And the trend is getting stricter. In March 2026, increasing maximum penalties for serious repeated data-leak failures to up to 10% of revenue, effective later in 2026.
UCPA: The Unfair Competition "Catch-All"
The UCPA is the statute that caught GC Company in the Yanolja civil case. The current Act contains two relevant provisions:
- Article 2(1)(k): covers unfair uses of electronically accumulated and managed technical or business data that is not secret
- Article 2(1)(m): the broader catch-all for using another person's outcomes achieved through substantial investment or efforts, for one's own business without permission, contrary to fair commercial practices
UCPA is civil-only for these provisions — no criminal penalty — but it can result in injunctions under , damages under Article 5, and even treble damages for specified willful cases under Article 14-2. The Yanolja civil case awarded roughly KRW 1 billion under this framework.

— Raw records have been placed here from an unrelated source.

//! Store transport types for the request-as-data pattern.
//!
//! # Design
//! These types describe key-attribute store requests and responses as plain
//! data. The core builds request values and parses response values without
//! talking to any store — a `StoreClient` implementation executes them: the
//! DynamoDB driver in production, the in-memory store in tests. This keeps
//! request construction deterministic and directly assertable.
//!
//! Attribute names and expression strings inside requests are the
//! load-bearing contract; how they are encoded on the wire is the driver's
//! concern.

use std::collections::BTreeMap;

use async_trait::async_trait;
use serde_json::{Map, Value};

use crate::error::StoreError;

/// One stored record: an attribute name → value map.
pub type Item = Map<String, Value>;

/// Full primary key of a todo item. Addressing by `todoId` alone is not
/// supported; the partition design makes `userId` mandatory.
#[derive(Debug, Clone, PartialEq, Eq)]
pub struct Key {
    pub user_id: String,
    pub todo_id: String,
}

/// Which item image a mutating request asks the store to send back.
#[derive(Debug, Clone, Copy, PartialEq, Eq)]
pub enum ReturnValues {
    None,
    /// The pre-mutation image.
    AllOld,
    /// The post-mutation image. Valid for updates only; deletes have no
    /// post-mutation image and the store rejects the combination.
    AllNew,
}

/// Query for every item in one partition, optionally through a secondary
/// index.
#[derive(Debug, Clone, PartialEq)]
pub struct QueryRequest {
    pub table_name: String,
    pub index_name: Option<String>,
    /// Key condition, e.g. `userId = :userId`. May use `#alias` names.
    pub key_condition: String,
    /// `#alias` → attribute name. Empty when the condition uses no aliases.
    pub expression_names: BTreeMap<String, String>,
    /// `:placeholder` → value.
    pub expression_values: BTreeMap<String, Value>,
}

/// Unconditional full-item write. A duplicate key silently overwrites.
#[derive(Debug, Clone, PartialEq)]
pub struct PutRequest {
    pub table_name: String,
    pub item: Item,
}

/// Partial attribute update addressed by the full primary key.
///
/// The update expression assigns `:placeholder` values to `#alias` names;
/// aliasing is required because some attribute names (`name`, `done`) are
/// reserved words in the store's expression dialect.
#[derive(Debug, Clone, PartialEq)]
pub struct UpdateRequest {
    pub table_name: String,
    pub key: Key,
    pub update_expression: String,
    pub expression_names: BTreeMap<String, String>,
    pub expression_values: BTreeMap<String, Value>,
    pub return_values: ReturnValues,
}

/// Delete addressed by the full primary key. Deleting a missing key is a
/// no-op, not an error.
#[derive(Debug, Clone, PartialEq)]
pub struct DeleteRequest {
    pub table_name: String,
    pub key: Key,
    pub return_values: ReturnValues,
}

/// Items in store-defined order (typically range-key order within the
/// partition).
#[derive(Debug, Clone, Default, PartialEq)]
pub struct QueryResponse {
    pub items: Vec<Item>,
}

/// The item image requested via [`ReturnValues`], if any.
#[derive(Debug, Clone, Default, PartialEq)]
pub struct UpdateResponse {
    pub attributes: Option<Item>,
}

/// The pre-delete image, or `None` if no item existed at the key.
#[derive(Debug, Clone, Default, PartialEq)]
pub struct DeleteResponse {
    pub attributes: Option<Item>,
}

/// Execution seam for store requests.
///
/// Drivers must honor `#alias` attribute-name indirection, `:placeholder`
/// value substitution, upsert semantics when updating a missing key, and
/// idempotent deletes of missing keys.
#[async_trait]
pub trait StoreClient: Send + Sync {
    async fn query(&self, request: QueryRequest) -> Result<QueryResponse, StoreError>;
    async fn put(&self, request: PutRequest) -> Result<(), StoreError>;
    async fn update(&self, request: UpdateRequest) -> Result<UpdateResponse, StoreError>;
    async fn delete(&self, request: DeleteRequest) -> Result<DeleteResponse, StoreError>;
}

The Yanolja Case: Why You Can Win Criminally but Lose Civilly
This is the case every business user in Korea needs to understand. I'm going to tell it as a single story, because that's how it actually played out — and because the split outcome is the whole point.
What Happened: GC Company Scraped Yanolja's Travel Data
GC Company operated a competing online travel platform. They built a self-developed crawler that accessed Yanolja's Baro Reservation app API server, learning the API URLs and request commands and sending them to the server. The scraper collected accommodation information — partner names, addresses, prices, availability, and images. GC Company used this data internally for marketing and competitive positioning.
Yanolja filed both a criminal complaint and a civil lawsuit.
Criminal Verdict: Not Guilty on All Counts (Supreme Court 2021Do1533)

The Supreme Court on May 12, 2022, across all three charges:
- ICNA Article 48 (intrusion): No access restrictions existed. The API server was publicly accessible via browser and mobile app. No technical blocking was in place. ToS clauses limited use, not access.
- Copyright Act (database producer rights): The defendants didn't reproduce "all or a substantial part" of the database. The copied data was already publicly known, and the evidence didn't prove that the copied portion reflected Yanolja's substantial investment.
- Criminal Act Article 314 (business interference): No actual disruption to Yanolja's API server operation was proven. No modification of data. No mens rea for business interference.
The quotable rule: access restrictions must be assessed through "protective measures, terms of use, and other objectively revealed circumstances." If the gate is down, walking through it isn't trespassing.
Civil Verdict: KRW 1 Billion in Damages Under UCPA
Here's where the story turns. The Seoul Central District Court — and then the Seoul High Court (case 2021Na2034740, decided August 25, 2022) — ruled that GC Company violated the UCPA catch-all provision. The court awarded approximately KRW 1 billion (~USD 800K) in compensatory damages and ordered cessation of further data duplication.
The reasoning: Yanolja's accommodation database had commercial value and reflected substantial investment — collecting, verifying, and updating accommodation data. GC Company free-rode on that investment. The civil judgment was finalized at the Seoul High Court level.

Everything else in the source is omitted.